** Opening MATERIAL PROVIDED block **

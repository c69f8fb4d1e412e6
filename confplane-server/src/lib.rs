//! # confplane-server
//!
//! Protocol server for confplane.
//!
//! This crate provides:
//! - TCP connection handling with async I/O
//! - Session negotiation and lifecycle
//! - Request dispatch against the data broker
//! - Static credential authentication
//! - Periodic monitoring publication
//! - Ordered component shutdown

pub mod auth;
pub mod config;
pub mod error;
pub mod handler;
pub mod lifecycle;
pub mod monitor;
pub mod server;
pub mod session;

pub use auth::Authenticator;
pub use config::{Config, ConfigError, MonitoringConfig, SchemaSettings, ServerSettings};
pub use error::ServerError;
pub use handler::{RequestHandler, ServerInfo, BASE_CAPABILITIES};
pub use lifecycle::{LifecycleManager, ManagedResource};
pub use monitor::{monitoring_model_source, MonitoringPublisher, SessionSource};
pub use server::{ProtocolServer, ServerStats, SessionInfo};
pub use session::{negotiate_capabilities, Session, SessionIdAllocator, SessionState};
//! Data-store configuration.

use crate::error::StoreError;
use serde::{Deserialize, Serialize};

/// Settings applied to both the CONFIGURATION and OPERATIONAL stores.
#[derive(Debug, Clone, Serialize, Deserialize)]
#[serde(default)]
pub struct StoreConfig {
    /// Number of change-notification forwarder workers per store.
    ///
    /// Fan-out preserves commit order, which requires a single forwarder
    /// per store; values above 1 are accepted for compatibility and
    /// clamped with a warning at store construction.
    pub max_data_change_executor_pool_size: usize,

    /// Queue capacity between the commit path and the notification
    /// forwarder. When full, the newest change is dropped and logged.
    pub max_data_change_executor_queue_size: usize,

    /// Queue capacity of each registered change listener. When full, the
    /// change is dropped for that listener and logged.
    pub max_data_change_listener_queue_size: usize,

    /// Store executor queue bound. The broker's single commit queue is
    /// what actually bounds outstanding writes; this field is validated
    /// and reported for compatibility with the store executor surface.
    pub max_data_store_executor_queue_size: usize,
}

impl Default for StoreConfig {
    fn default() -> Self {
        Self {
            max_data_change_executor_pool_size: 4,
            max_data_change_executor_queue_size: 2,
            max_data_change_listener_queue_size: 8,
            max_data_store_executor_queue_size: 10,
        }
    }
}

impl StoreConfig {
    /// Validates the configured ranges, failing fast on nonsense values.
    pub fn validate(&self) -> Result<(), StoreError> {
        if self.max_data_change_executor_pool_size == 0 {
            return Err(StoreError::InvalidConfig {
                reason: "max_data_change_executor_pool_size must be > 0".to_string(),
            });
        }
        Ok(())
    }

    /// Effective forwarder input queue capacity (channels need at least 1).
    pub fn executor_queue_capacity(&self) -> usize {
        self.max_data_change_executor_queue_size.max(1)
    }

    /// Effective per-listener queue capacity (channels need at least 1).
    pub fn listener_queue_capacity(&self) -> usize {
        self.max_data_change_listener_queue_size.max(1)
    }
}

#[cfg(test)]
mod tests {
    use super::*;

    #[test]
    fn test_defaults() {
        let config = StoreConfig::default();
        assert_eq!(config.max_data_change_executor_pool_size, 4);
        assert_eq!(config.max_data_change_listener_queue_size, 8);
        assert!(config.validate().is_ok());
    }

    #[test]
    fn test_zero_pool_size_rejected() {
        let config = StoreConfig {
            max_data_change_executor_pool_size: 0,
            ..Default::default()
        };
        assert!(matches!(
            config.validate(),
            Err(StoreError::InvalidConfig { .. })
        ));
    }

    #[test]
    fn test_effective_capacities_never_zero() {
        let config = StoreConfig {
            max_data_change_executor_queue_size: 0,
            max_data_change_listener_queue_size: 0,
            ..Default::default()
        };
        assert_eq!(config.executor_queue_capacity(), 1);
        assert_eq!(config.listener_queue_capacity(), 1);
    }
}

** Closing MATERIAL PROVIDED block **

> [TASK TO COMPLETE]: Only one span of lines is wanted: the line with "let config = StoreConfig::default();" and every line after it to the end of the entries, output exactly.

> [TASK RESULT]:
        let config = StoreConfig::default();
        assert_eq!(config.max_data_change_executor_pool_size, 4);
        assert_eq!(config.max_data_change_listener_queue_size, 8);
        assert!(config.validate().is_ok());
    }

    #[test]
    fn test_zero_pool_size_rejected() {
        let config = StoreConfig {
            max_data_change_executor_pool_size: 0,
            ..Default::default()
        };
        assert!(matches!(
            config.validate(),
            Err(StoreError::InvalidConfig { .. })
        ));
    }

    #[test]
    fn test_effective_capacities_never_zero() {
        let config = StoreConfig {
            max_data_change_executor_queue_size: 0,
            max_data_change_listener_queue_size: 0,
            ..Default::default()
        };
        assert_eq!(config.executor_queue_capacity(), 1);
        assert_eq!(config.listener_queue_capacity(), 1);
    }
}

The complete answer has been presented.